Все вдруг заговорили негромко, оживленно, но никто уже не вспоминал – после такого повествования невозможно было рассказать какую-либо историйку, охотничью, докторскую. Все были подавлены величием того, что совершил этот остроглазый парнишка, и Жмакин слышал осторожный и назидательный шепоток:
– Вот ищем мы героев, фотографируем, читаем… А рядом с нами едет доподлинно героическая натура, и никто о нем никогда не узнает… А? Это жаль, жаль…
Потом зашипел что-то старик в золотых очках, и агроном громко сказал:
– А не выпить ли нам всем по маленькой в знак взаимного уважения и начавшегося знакомства?
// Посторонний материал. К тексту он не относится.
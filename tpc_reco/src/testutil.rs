//! Noise-free helix tracks for unit tests.

use crate::{
    propagation::{HelixPropagator, PropagationOptions, Propagator},
    track_param::TrackParam,
    types::{Cluster, ParamCov, ParamVec},
};
use nalgebra::Vector3;
use tpc_detector::{DetectorGeometry, Side, TpcGeometry};

pub struct ToyTrack {
    truth: TrackParam,
}

impl ToyTrack {
    /// Track from the origin (shifted to `vz`) with momentum azimuth `phi`.
    pub fn new(pt: f64, phi: f64, tgl: f64, charge: i8, vz: f64) -> Self {
        let params = ParamVec::new(0.0, vz, 0.0, tgl, f64::from(charge) / pt);
        Self {
            truth: TrackParam::new(0.0, phi, params, ParamCov::identity() * 1e-4),
        }
    }

    pub fn truth(&self) -> TrackParam {
        self.truth
    }

    /// Global position where the track crosses radius `r`.
    pub fn global_at_radius(&self, prop: &HelixPropagator, r: f64) -> Vector3<f64> {
        let mut t = self.truth;
        let opts = PropagationOptions::default().with_rotation(true).with_step(2.0);
        prop.propagate_to(&mut t, r, &opts).unwrap();
        t.global_position()
    }

    /// One cluster per crossed pad row, in the local frame of the crossed sector.
    pub fn clusters(&self, geo: &TpcGeometry, prop: &HelixPropagator, t0: f64) -> Vec<Cluster> {
        let opts = PropagationOptions::default();
        let n = geo.sectors_per_side();
        let half_width = (geo.sector_width() / 2.0).tan();
        let mut track = self.truth;
        let mut out = Vec::new();

        for global_row in 0..geo.total_rows() {
            let (roc, row) = geo.row_location(global_row);
            let radius = geo.pad_row_radius(roc, row).unwrap();
            let pos = track.global_position();
            let phi = if pos.x.hypot(pos.y) < 1.0 {
                track.phi()
            } else {
                pos.y.atan2(pos.x)
            };
            let mut az = geo.azimuth_index(phi);
            let mut hit = None;
            for _ in 0..2 {
                let frame = geo.sector(geo.sector_id(roc, Side::A, az)).unwrap();
                let mut probe = track;
                if probe.rotate(geo.sector_alpha(&frame)).is_err()
                    || prop.propagate_to(&mut probe, radius, &opts).is_err()
                {
                    break;
                }
                if probe.y().abs() <= radius * half_width {
                    let sector = geo.sector(geo.sector_id(roc, Side::from_z(probe.z()), az)).unwrap();
                    hit = Some((sector, probe));
                    break;
                }
                az = if probe.y() > 0.0 { (az + 1) % n } else { (az + n - 1) % n };
            }
            let Some((sector, probe)) = hit else { break };
            let z_length = geo.z_length(&sector);
            if probe.z().abs() > z_length {
                break;
            }
            track = probe;
            out.push(Cluster {
                sector: sector.id,
                row,
                x: radius,
                y: probe.y(),
                z: probe.z(),
                time_bin: t0 + (z_length - probe.z().abs()) / geo.drift_velocity(),
                sigma_y2: 0.01,
                sigma_z2: 0.01,
            });
        }
        out
    }
}
impl<'a> TrackFitter<'a> {
    pub fn new(config: FitConfig, conversion: PointConversion, providers: Providers<'a>) -> Self {
        Self {
            config,
            conversion,
            providers,
        }
    }

    fn step_options(&self, max_step: f64, rotate_to_local: bool) -> PropagationOptions {
        PropagationOptions {
            mass: self.config.mass,
            max_step,
            rotate_to_local,
            max_snp: self.config.max_snp,
            use_material: self.config.use_material,
        }
    }

    /// Space point of a cluster once the event time-zero is known.
    fn point(&self, cluster: &Cluster, time0: f64) -> Result<TrackPoint, RecoError> {
        self.converted_point(cluster, (!self.conversion.ideal_tracking).then_some(time0))
    }

    /// `time0 = None` keeps the stored depth.
    fn converted_point(&self, cluster: &Cluster, time0: Option<f64>) -> Result<TrackPoint, RecoError> {
        let mut point = TrackPoint::from_cluster(cluster, self.providers.geometry, time0)?;
        if self.conversion.correction != CorrectionMode::None {
            point.xyz = self
                .providers
                .correction
                .correct_point(point.as_array(), cluster.sector)
                .into();
        }
        Ok(point)
    }

    fn outside_envelope(&self, track: &TrackParam) -> bool {
        track.z().abs() > self.config.max_z || track.x.abs() > self.config.max_x
    }

    /// Fit `seed` through `clusters` (ordered by increasing row) and report it
    /// at `reference`.
    pub fn fit(
        &self,
        seed: &TrackParam,
        clusters: &[Cluster],
        reference: &ReferenceSurface,
        time0: f64,
    ) -> Result<FitResult, RecoError> {
        let geometry = self.providers.geometry;
        let propagator = self.providers.propagator;
        let (r_min, r_max) = geometry.sensitive_radius();
        let options = self.step_options(self.config.max_step, false);
        let ordered: Vec<&Cluster> = match self.config.direction {
            FitDirection::Inward => clusters.iter().rev().collect(),
            FitDirection::Outward => clusters.iter().collect(),
        };

        let mut state = FitState::new(seed);
        for cluster in ordered {
            let sector = geometry.sector(cluster.sector)?;
            let point = self.point(cluster, time0)?;

            if let Err(err) = state.track.rotate(geometry.sector_alpha(&sector)) {
                state.stop(FitTermination::RotationFailed, &err);
                break;
            }
            let local = point.rotate(state.track.alpha);
            if local.xyz.x.abs() < r_min || local.xyz.x.abs() > r_max {
                state.n_skipped += 1;
                continue;
            }

            if let Err(err) = propagator.propagate_to(&mut state.track, local.xyz.x, &options) {
                state.stop(FitTermination::PropagationFailed, &err);
                break;
            }
            if self.outside_envelope(&state.track) {
                state.stop(FitTermination::LeftEnvelope, &"outside |x| / |z| envelope");
                break;
            }

            let (meas, meas_cov) = local.measurement();
            match state.track.update(&meas, &meas_cov) {
                Ok(chi2) => {
                    state.n_updates += 1;
                    state.chi2 += chi2;
                }
                Err(err) => {
                    state.stop(FitTermination::UpdateFailed, &err);
                    break;
                }
            }
        }

        Ok(self.finish(state, reference))
    }

    /// Follow `seed` row by row from the outer edge inward, picking the best
    /// cluster of each row from the index inside a (y, drift time) road.
    pub fn follow_in_index(
        &self,
        seed: &TrackParam,
        index: &ClusterIndex<'_>,
        reference: &ReferenceSurface,
        time0: f64,
    ) -> Result<FitResult, RecoError> {
        let geometry = self.providers.geometry;
        let propagator = self.providers.propagator;
        let options = self.step_options(self.config.max_step, false);
        let (_, r_max) = geometry.sensitive_radius();

        let mut state = FitState::new(seed);
        if let Err(err) = propagator.propagate_to(&mut state.track, r_max, &options) {
            state.stop(FitTermination::PropagationFailed, &err);
            return Ok(self.finish(state, reference));
        }

        for global_row in (0..geometry.total_rows()).rev() {
            let (roc, row) = geometry.row_location(global_row);
            let radius = geometry.pad_row_radius(roc, row)?;
            let pos = state.track.global_position();
            let az = geometry.azimuth_index(pos.y.atan2(pos.x));
            let frame = geometry.sector(geometry.sector_id(roc, Side::A, az))?;

            if let Err(err) = state.track.rotate(geometry.sector_alpha(&frame)) {
                state.stop(FitTermination::RotationFailed, &err);
                break;
            }
            if let Err(err) = propagator.propagate_to(&mut state.track, radius, &options) {
                state.stop(FitTermination::PropagationFailed, &err);
                break;
            }
            if self.outside_envelope(&state.track) {
                state.stop(FitTermination::LeftEnvelope, &"outside |x| / |z| envelope");
                break;
            }
            // side of the crossing at this row
            let sector = geometry.sector(geometry.sector_id(roc, Side::from_z(state.track.z()), az))?;

            let bin = index.row_bin(roc, sector.azimuth_index, row)?;
            let Some((meas, meas_cov)) = self.best_in_road(index, bin, &sector, &state.track, time0)? else {
                state.n_skipped += 1;
                continue;
            };
            match state.track.update(&meas, &meas_cov) {
                Ok(chi2) => {
                    state.n_updates += 1;
                    state.chi2 += chi2;
                }
                Err(err) => {
                    state.stop(FitTermination::UpdateFailed, &err);
                    break;
                }
            }
        }

        Ok(self.finish(state, reference))
    }

    /// Lowest-χ² cluster of `bin` on the track's side inside the road.
    fn best_in_road(
        &self,
        index: &ClusterIndex<'_>,
        bin: &RowBin,
        sector: &Sector,
        track: &TrackParam,
        time0: f64,
    ) -> Result<Option<(MeasVec, MeasCov)>, RecoError> {
        if bin.is_empty() {
            return Ok(None);
        }
        let geometry = self.providers.geometry;
        let predicted_time =
            time0 + (geometry.z_length(sector) - track.z() * sector.side.sign()) / geometry.drift_velocity();
        let lower = predicted_time - self.config.road_time;
        let upper = predicted_time + self.config.road_time;

        let mut i = bin.nearest(index.config().clamped_bucket(predicted_time));
        while i > 0 && bin.get(i - 1).is_some_and(|(_, c)| c.z >= lower) {
            i -= 1;
        }

        let mut best: Option<(f64, MeasVec, MeasCov)> = None;
        while let Some((key, cluster)) = bin.get(i) {
            i += 1;
            if cluster.z > upper {
                break;
            }
            if cluster.z < lower || key.sector() != sector.id {
                continue;
            }
            // indexed clusters carry the drift time as depth
            let local = self.converted_point(cluster, Some(time0))?.rotate(track.alpha);
            if (local.xyz.y - track.y()).abs() > self.config.road_y {
                continue;
            }
            let (meas, meas_cov) = local.measurement();
            let Ok(chi2) = track.predicted_chi2(&meas, &meas_cov) else {
                continue;
            };
            if chi2 < self.config.max_cluster_chi2 && best.map_or(true, |(b, _, _)| chi2 < b) {
                best = Some((chi2, meas, meas_cov));
            }
        }
        Ok(best.map(|(_, m, c)| (m, c)))
    }

    /// Move the fitted track onto the reference surface.
    fn finish(&self, state: FitState, reference: &ReferenceSurface) -> FitResult {
        let propagator = self.providers.propagator;
        let mut track = state.track;

        let coarse = self.step_options(self.config.reference_coarse_step, true);
        if let Err(err) = propagator.propagate_to(&mut track, reference.x, &coarse) {
            // expected close to the axis, where the local frame turns fast
            debug!(error = %err, x = track.x, "coarse approach to reference stopped");
        }
        let rotated = track.rotate(reference.alpha);
        let fine = self.step_options(self.config.reference_fine_step, false);
        let reached = rotated.is_ok() && propagator.propagate_to(&mut track, reference.x, &fine).is_ok();
        if !reached {
            debug!(x = track.x, alpha = track.alpha, "reference surface not reached");
        }

        FitResult {
            track,
            n_updates: state.n_updates,
            n_skipped: state.n_skipped,
            chi2: state.chi2,
            termination: state.termination,
            reached_reference: reached,
        }
    }
}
Давайте, товарищи, слезайте сверху, объединимся и выпьем.
На маленьком столике уже была постлана салфетка и стояла нехитрая вагонная посуда: эмалированные кружки, граненый зеленого стекла стакан, серебряная червленая чарочка. Моряк открывал консервы, старуха резала свою курицу, что-то нежно ей приговаривая, доктор, прищурив один глаз, заглядывал в жестяную фляжку – старался, видимо, определить, много ли там водки.
Жмакин не торопясь слез со своей полки и пошел в вагон-ресторан. Он понимал, что выпивку эту затеяли спутники в его честь, и странное чувство и неловкости, и гордости, и радости, и благодарности волновало его. Что-то было не так во всем этом, он знал, что солгал им в главном – в цели своего путешествия через тайгу, но ни в чем ином он не солгал – ни в выносливости, ни в мужестве, ни в настойчивости, ни в муках, которые перенес, ни в риске, которому подвергался. Э, да что! Если б знали они, что Жмакин не мог даже выйти на дорогу, что в него, кроме всего прочего, стреляли, – тогда бы они поняли, кто здесь настоящий человек.
Состав било и валяло из стороны в сторону, в тамбурах вился снег. Не пожалев денег, Жмакин купил водки и закусок, папирос, шоколаду и вернулся к себе в вагон. Катюша Малышева уже сидела внизу и обгладывала куриную лапку. Жмакин расставил бутылки и молча сел. Странное у него было чувство: вдруг показалось, что совершил он какую-то подлую кражу, обокрал этих людей своим рассказом, обокрал по-сволочному, гнусно. Вспомнилось вдруг, как на этапе в камере молодой ворюга рассказал: в лавке ребенку никто не мог разменять тридцатку. Этот самый ворюга «разменял» – вручил девочке три трешки. Урки посмеялись, потом Жмакину стало противно, он развернулся и от плеча дал ворюге в ухо. Ворюга взвыл, кинулся на Жмакина, но получил от всей камеры и скис.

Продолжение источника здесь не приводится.